Feature-Level Insights into Artificial Text Detection with Sparse Autoencoders
Kristian Kuznetsov, Laida Kushnareva, Polina Druzhinina, Anton Razzhigaev, Anastasia Voznyuk, Irina Piontkovskaya, Evgeny Burnaev, Serguei Barannikov
TL;DR
This work advances artificial text detection (ATD) interpretability by applying Sparse Autoencoders to Gemma-2-2B residual streams to extract sparse, interpretable features. The authors train SAE detectors per layer, aggregate token-level signals, and evaluate using XGBoost and threshold classifiers on the COLING GenAI Task 1 data and the RAID dataset, incorporating feature steering and GPT-4o-based interpretation. They find that SAE features, especially from layer 16, can outperform activation baselines and even some state-of-the-art models, while revealing generalizable and domain-specific patterns tied to complexity, repetition, and formality.
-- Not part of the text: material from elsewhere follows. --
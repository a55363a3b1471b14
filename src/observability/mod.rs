//! Observability infrastructure for the prayerlink client

pub mod logging;

pub use logging::{init_default_logging, init_logging, LogFormat};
The study highlights how detectors generalize to unseen models and prompt styles, offering actionable insights for designing robust, interpretable ATD systems and guiding future research on model-agnostic detection strategies.
Abstract
Artificial Text Detection (ATD) is becoming increasingly important with the rise of advanced Large Language Models (LLMs). Despite numerous efforts, no single algorithm performs consistently well across different types of unseen text or guarantees effective generalization to new LLMs. Interpretability plays a crucial role in achieving this goal. In this study, we enhance ATD interpretability by using Sparse Autoencoders (SAE) to extract features from Gemma-2-2b residual stream. We identify both interpretable and efficient features, analyzing their semantics and relevance through domain- and model-specific statistics, a steering approach, and manual or LLM-based interpretation. Our methods offer valuable insights into how texts from various models differ from human-written content. We show that modern LLMs have a distinct writing style, especially in information-dense domains, even though they can produce human-like outputs with personalized prompts.